Sunday, September 12, 2010

Overview of Nullification

Thomas Woods presents a compelling argument why states are entitled to nullify unjust, unconstitutional federal mandates. I predict that the growing national debt and ideological divide across the land, will lead to one of two paths: an increasingly ugly conflict over the political, economic and cultural direction of the nation or a revitalized, tolerant federalism that respects the rights of states and communities to self governance.


Author's Corner: Tom Woods

Thursday, July 08, 2010

For those unclear on the concept, what is the basic principle of Nullification?


Nullification is Thomas Jefferson’s idea, articulated most clearly in his Kentucky Resolutions of 1798, that if the federal government passes a law that reaches beyond the powers delegated by the states, the states should refuse to enforce it. Jefferson believed that if the federal government is allowed to hold a monopoly on determining what its powers are, we have no right to be surprised when it keeps discovering new ones. If they violate the Constitution, we are “duty bound to resist,” to quote James Madison’s Virginia Resolutions of 1798.


What are some examples of states using nullification and the tenth amendment historically?


Virginia and Kentucky raised the prospect of nullification against legislation in 1798 that made it a crime to criticize the President or Congress. They did so at a time when most judges and most states thought this was just fine and perfectly constitutional. New England states refused to comply with the execution of Jefferson’s embargo. In 1814, Daniel Webster urged the states to resist if military conscription were enacted. On numerous occasions, northern states did their best to obstruct the enforcement of the Fugitive Slave Act of 1850, aspects of which they considered unconstitutional notwithstanding the Constitution’s fugitive-slave clause. Wisconsin’s legislature passed a resolution in 1859 defending their inaction, and quoting Jefferson’s Kentucky Resolutions of 1798 word for word.

Have states used nullification more recently?


Issues relating to health care, gun ownership, and medical marijuana are perhaps the most obvious, with states either defying or prepared to defy unconstitutional federal interference in these areas. Medical marijuana is a particularly good example, since the Supreme Court ruled against it, the Justice Department is against it, and yet it still goes on. More than a dozen states allow it in direct defiance of the federal will. If the people are determined to resist a law they believe violates the Constitution and are prepared to stand up against it, the federal government may well have to back down – as it did on medical marijuana and on the REAL ID Act of 2005.


What are the historic connections between the ideology of the founding fathers and Nullification?


The War for Independence was fought over the principle of local self-government, so of course it would make no sense for Americans to turn around and establish a strong central government that would trample on local self-government. Indeed they did no such thing.


The Virginia ratifying convention of 1788 is instructive. Skeptics of the Constitution feared that it would produce a government without limits. Supporters of the Constitution assured them that the federal government would possess only those powers “expressly delegated” to it. George Nicholas, who would become the first attorney general of Kentucky, assured Virginians that if the federal government attempted to impose “any supplementary condition” upon them – that is, if it tried exercising a power beyond those expressly delegated to it – then Virginia would be “exonerated” from that measure. With this assurance Virginia barely voted to ratify the Constitution.

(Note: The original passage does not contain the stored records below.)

//! SQLite implementation of [`VaultStore`].
//!
//! [`SqliteVault`] persists states in a SQLite database with WAL mode,
//! transactions on every multi-row write, and automatic schema migrations.
//! State payloads are stored as JSON TEXT columns via serde_json; hashes
//! and lock ids are stored as TEXT (hex / UUID string).
//!
//! `rusqlite::Connection` is `!Sync`, so the connection sits behind a
//! `std::sync::Mutex` to satisfy the `Send + Sync` bound on [`VaultStore`].

use std::sync::{Mutex, MutexGuard};

use rusqlite::{params, Connection, OptionalExtension};
use uuid::Uuid;

use statevault_core::{LockId, StateAndRef, StateRef, TransactionState, TxHash};

use crate::error::VaultError;
use crate::traits::VaultStore;
use crate::types::{SoftLockFilter, StateStatus, VaultQuery};

/// SQLite-backed implementation of [`VaultStore`].
pub struct SqliteVault {
    conn: Mutex<Connection>,
}

impl SqliteVault {
    /// Opens (or creates) a SQLite database at `path`.
    pub fn open(path: &str) -> Result<Self, VaultError> {
        let conn = crate::schema::open_database(path)?;
        Ok(SqliteVault {
            conn: Mutex::new(conn),
        })
    }

    /// Opens an in-memory SQLite database (for testing).
    pub fn in_memory() -> Result<Self, VaultError> {
        let conn = crate::schema::open_in_memory()?;
        Ok(SqliteVault {
            conn: Mutex::new(conn),
        })
    }

    // -----------------------------------------------------------------------
    // Internal helpers
    // -----------------------------------------------------------------------

    fn guard(&self) -> Result<MutexGuard<'_, Connection>, VaultError> {
        self.conn.lock().map_err(|_| VaultError::Poisoned)
    }

    /// Parses a stored lock id column back into a [`LockId`].
    fn parse_lock_id(s: &str) -> Result<LockId, VaultError> {
        Uuid::parse_str(s)
            .map(LockId)
            .map_err(|e| VaultError::CorruptRow {
                reason: format!("bad lock_id '{s}': {e}"),
            })
    }

    /// Parses a stored txhash column back into a [`TxHash`].
    fn parse_txhash(s: &str) -> Result<TxHash, VaultError> {
        TxHash::from_hex(s).map_err(|e| VaultError::CorruptRow {
            reason: format!("bad txhash '{s}': {e}"),
        })
    }

    /// Reads one state row identified by its ref, if present.
    fn read_row(
        conn: &Connection,
        state_ref: &StateRef,
    ) -> Result<Option<(TransactionState, Option<TxHash>, Option<LockId>)>, VaultError> {
        let row: Option<(i64, String, Option<String>, Option<String>)> = conn
            .query_row(
                "SELECT contract_id, data, consumed_by, lock_id
                 FROM states WHERE txhash = ?1 AND output_index = ?2",
                params![state_ref.txhash.to_hex(), state_ref.index],
                |row| Ok((row.get(0)?, row.get(1)?, row.get(2)?, row.get(3)?)),
            )
            .optional()?;

        let Some((contract_id, data, consumed_by, lock_id)) = row else {
            return Ok(None);
        };

        let state = TransactionState {
            contract: statevault_core::ContractId(contract_id as u32),
            data: serde_json::from_str(&data)?,
        };
        let consumed_by = consumed_by.as_deref().map(Self::parse_txhash).transpose()?;
        let lock_id = lock_id.as_deref().map(Self::parse_lock_id).transpose()?;
        Ok(Some((state, consumed_by, lock_id)))
    }
}

impl VaultStore for SqliteVault {
    fn insert_state(
        &self,
        state_ref: &StateRef,
        state: &TransactionState,
    ) -> Result<(), VaultError> {
        let conn = self.guard()?;
        if let Some((existing, _, _)) = Self::read_row(&conn, state_ref)? {
            // Replay-tolerant: identical re-record is a no-op
            if existing == *state {
                return Ok(());
            }
            return Err(VaultError::DuplicateState(*state_ref));
        }
        conn.execute(
            "INSERT INTO states (txhash, output_index, contract_id, data)
             VALUES (?1, ?2, ?3, ?4)",
            params![
                state_ref.txhash.to_hex(),
                state_ref.index,
                state.contract.0,
                serde_json::to_string(&state.data)?,
            ],
        )?;
        Ok(())
    }

    fn get_state(&self, state_ref: &StateRef) -> Result<StateAndRef, VaultError> {
        let conn = self.guard()?;
        let (state, _, _) =
            Self::read_row(&conn, state_ref)?.ok_or(VaultError::StateNotFound(*state_ref))?;
        Ok(StateAndRef {
            state_ref: *state_ref,
            state,
        })
    }

    fn consume_states(&self, refs: &[StateRef], consuming: &TxHash) -> Result<(), VaultError> {
        let mut conn = self.guard()?;
        let tx = conn.transaction()?;
        // Validate first so a failure leaves nothing half-consumed
        for r in refs {
            let (_, consumed_by, _) =
                Self::read_row(&tx, r)?.ok_or(VaultError::StateNotFound(*r))?;
            if let Some(prev) = consumed_by {
                if prev != *consuming {
                    return Err(VaultError::StateConsumed(*r));
                }
            }
        }
        for r in refs {
            // Consumption supersedes any soft lock
            tx.execute(
                "UPDATE states SET consumed_by = ?1, lock_id = NULL
                 WHERE txhash = ?2 AND output_index = ?3",
                params![consuming.to_hex(), r.txhash.to_hex(), r.index],
            )?;
        }
        tx.commit()?;
        Ok(())
    }

    fn mark_locked(&self, lock_id: LockId, refs: &[StateRef]) -> Result<usize, VaultError> {
        let mut conn = self.guard()?;
        let tx = conn.transaction()?;
        for r in refs {
            if Self::read_row(&tx, r)?.is_none() {
                return Err(VaultError::StateNotFound(*r));
            }
        }
        let mut updated = 0;
        for r in refs {
            updated += tx.execute(
                "UPDATE states SET lock_id = ?1 WHERE txhash = ?2 AND output_index = ?3",
                params![lock_id.0.to_string(), r.txhash.to_hex(), r.index],
            )?;
        }
        tx.commit()?;
        Ok(updated)
    }

    fn clear_locks(
        &self,
        lock_id: LockId,
        refs: Option<&[StateRef]>,
    ) -> Result<usize, VaultError> {
        let mut conn = self.guard()?;
        match refs {
            None => {
                let cleared = conn.execute(
                    "UPDATE states SET lock_id = NULL WHERE lock_id = ?1",
                    params![lock_id.0.to_string()],
                )?;
                Ok(cleared)
            }
            Some(refs) => {
                let tx = conn.transaction()?;
                let mut cleared = 0;
                for r in refs {
                    cleared += tx.execute(
                        "UPDATE states SET lock_id = NULL
                         WHERE lock_id = ?1 AND txhash = ?2 AND output_index = ?3",
                        params![lock_id.0.to_string(), r.txhash.to_hex(), r.index],
                    )?;
                }
                tx.commit()?;
                Ok(cleared)
            }
        }
    }

    fn locked_states(&self) -> Result<Vec<(StateRef, LockId)>, VaultError> {
        let conn = self.guard()?;
        let mut stmt = conn.prepare(
            "SELECT txhash, output_index, lock_id FROM states
             WHERE lock_id IS NOT NULL
             ORDER BY txhash, output_index",
        )?;
        let rows = stmt.query_map([], |row| {
            Ok((
                row.get::<_, String>(0)?,
                row.get::<_, u32>(1)?,
                row.get::<_, String>(2)?,
            ))
        })?;

        let mut out = Vec::new();
        for row in rows {
            let (txhash, index, lock_id) = row?;
            out.push((
                StateRef::new(Self::parse_txhash(&txhash)?, index),
                Self::parse_lock_id(&lock_id)?,
            ));
        }
        Ok(out)
    }

    fn query(&self, query: &VaultQuery) -> Result<Vec<StateAndRef>, VaultError> {
        let conn = self.guard()?;

        let mut sql = String::from(
            "SELECT txhash, output_index, contract_id, data FROM states WHERE 1=1",
        );
        let mut binds: Vec<rusqlite::types::Value> = Vec::new();

        match query.status {
            StateStatus::Unconsumed => sql.push_str(" AND consumed_by IS NULL"),
            StateStatus::Consumed => sql.push_str(" AND consumed_by IS NOT NULL"),
            StateStatus::All => {}
        }
        match query.lock_filter {
            SoftLockFilter::All => {}
            SoftLockFilter::LockedOnly => sql.push_str(" AND lock_id IS NOT NULL"),
            SoftLockFilter::UnlockedOnly => sql.push_str(" AND lock_id IS NULL"),
            SoftLockFilter::LockedBy(id) => {
                binds.push(rusqlite::types::Value::Text(id.0.to_string()));
                sql.push_str(&format!(" AND lock_id = ?{}", binds.len()));
            }
        }
        if let Some(contract) = query.contract {
            binds.push(rusqlite::types::Value::Integer(contract.0 as i64));
            sql.push_str(&format!(" AND contract_id = ?{}", binds.len()));
        }
        sql.push_str(" ORDER BY txhash, output_index");

        let mut stmt = conn.prepare(&sql)?;
        let rows = stmt.query_map(rusqlite::params_from_iter(binds), |row| {
            Ok((
                row.get::<_, String>(0)?,
                row.get::<_, u32>(1)?,
                row.get::<_, i64>(2)?,
                row.get::<_, String>(3)?,
            ))
        })?;

        let mut out = Vec::new();
        for row in rows {
            let (txhash, index, contract_id, data) = row?;
            out.push(StateAndRef {
                state_ref: StateRef::new(Self::parse_txhash(&txhash)?, index),
                state: TransactionState {
                    contract: statevault_core::ContractId(contract_id as u32),
                    data: serde_json::from_str(&data)?,
                },
            });
        }
        Ok(out)
    }
}

#[cfg(test)]
mod tests {
    use super::*;
    use serde_json::json;
    use statevault_core::ContractId;

    fn state(contract: u32, n: u64) -> TransactionState {
        TransactionState::new(ContractId(contract), json!({ "amount": n }))
    }

    fn sref(fill: u8, index: u32) -> StateRef {
        StateRef::new(TxHash([fill; 32]), index)
    }

    #[test]
    fn insert_get_roundtrip() {
        let vault = SqliteVault::in_memory().unwrap();
        let r = sref(1, 0);
        vault.insert_state(&r, &state(0, 100)).unwrap();
        assert_eq!(vault.get_state(&r).unwrap().state, state(0, 100));

        vault.insert_state(&r, &state(0, 100)).unwrap();
        assert!(matches!(
            vault.insert_state(&r, &state(0, 1)),
            Err(VaultError::DuplicateState(_))
        ));
    }

    #[test]
    fn lock_annotations_roundtrip() {
        let vault = SqliteVault::in_memory().unwrap();
        let (a, b) = (sref(1, 0), sref(1, 1));
        vault.insert_state(&a, &state(0, 1)).unwrap();
        vault.insert_state(&b, &state(0, 2)).unwrap();

        let lock = LockId::fresh();
        assert_eq!(vault.mark_locked(lock, &[a, b]).unwrap(), 2);
        assert_eq!(vault.locked_states().unwrap(), vec![(a, lock), (b, lock)]);

        assert_eq!(vault.clear_locks(lock, Some(&[a])).unwrap(), 1);
        assert_eq!(vault.clear_locks(lock, None).unwrap(), 1);
        assert!(vault.locked_states().unwrap().is_empty());
    }

    #[test]
    fn clear_locks_skips_foreign_holders() {
        let vault = SqliteVault::in_memory().unwrap();
        let r = sref(2, 0);
        vault.insert_state(&r, &state(0, 1)).unwrap();
        let theirs = LockId::fresh();
        vault.mark_locked(theirs, &[r]).unwrap();

        assert_eq!(vault.clear_locks(LockId::fresh(), Some(&[r])).unwrap(), 0);
        assert_eq!(vault.clear_locks(LockId::fresh(), None).unwrap(), 0);
        assert_eq!(vault.locked_states().unwrap(), vec![(r, theirs)]);
    }

    #[test]
    fn consume_clears_lock() {
        let vault = SqliteVault::in_memory().unwrap();
        let r = sref(3, 0);
        vault.insert_state(&r, &state(0, 1)).unwrap();
        vault.mark_locked(LockId::fresh(), &[r]).unwrap();

        vault.consume_states(&[r], &TxHash([9; 32])).unwrap();
        assert!(vault.locked_states().unwrap().is_empty());
        assert!(vault.query(&VaultQuery::unconsumed()).unwrap().is_empty());
    }

    #[test]
    fn query_matches_in_memory_semantics() {
        let vault = SqliteVault::in_memory().unwrap();
        let (a, b, c) = (sref(1, 0), sref(1, 1), sref(2, 0));
        vault.insert_state(&a, &state(0, 1)).unwrap();
        vault.insert_state(&b, &state(1, 2)).unwrap();
        vault.insert_state(&c, &state(0, 3)).unwrap();

        let lock = LockId::fresh();
        vault.mark_locked(lock, &[a]).unwrap();
        vault.consume_states(&[c], &TxHash([9; 32])).unwrap();

        let locked = vault.query(&VaultQuery::locked_only()).unwrap();
        assert_eq!(locked.len(), 1);
        assert_eq!(locked[0].state_ref, a);

        let by_holder = vault
            .query(&VaultQuery {
                status: StateStatus::Unconsumed,
                lock_filter: SoftLockFilter::LockedBy(lock),
                contract: Some(ContractId(0)),
            })
            .unwrap();
        assert_eq!(by_holder.len(), 1);

        let unlocked = vault.query(&VaultQuery::unlocked_only()).unwrap();
        assert_eq!(unlocked.len(), 1);
        assert_eq!(unlocked[0].state_ref, b);
    }
}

How do you feel the federal government is overstepping its bounds?


The federal government has inverted the system bequeathed to us by the Framers of the Constitution, in which a central government whose powers were “few and defined” (to quote James Madison) provided for the common defense of states whose powers were “numerous and indefinite” (to quote Madison again). Absurd interpretations of the general welfare, commerce, and “necessary and proper” clauses have been advanced at the various steps along the path that has taken us here. We have forfeited the one unique feature of American political life, and transformed the U.S. into just another run-of-the-mill centralized state.

What sort of federal laws do you feel should be nullified?


From a strategic point of view, I would begin with laws whose injustice is widely acknowledged. The No Child Left Behind Act is despised by libertarians, traditional conservatives, and the teachers’ unions – a very unusual combination. It is an insult to the American population to imply that they are too stupid to run their own schools according to their own priorities.

Do you feel Nullification is connected to a particular ideology?


It needn’t be. Leftists like Kirkpatrick Sale believe deeply in local self-government, while neoconservatives like Bill Kristol, with their grotesque “national greatness conservatism,” would be appalled by serious assertions of power by the states. California is considering decriminalizing marijuana, which we would more readily associate with the Left than the Right. People on Left and Right worked together in two dozen states to nullify the REAL ID Act of 2005.

It should be obvious that we need the institutional ability to say no to the federal government. According to Richard Fisher of the Dallas Federal Reserve, the U.S. government faces $100 trillion in unfunded entitlement liabilities. The system must unravel at some point. Yet the federal government goes about its oblivious way, taking on ever more obligations and racking up larger and larger deficits. The states may as well get acclimated to fending for themselves, since the day when they will have no choice but to do so cannot be more than a generation away.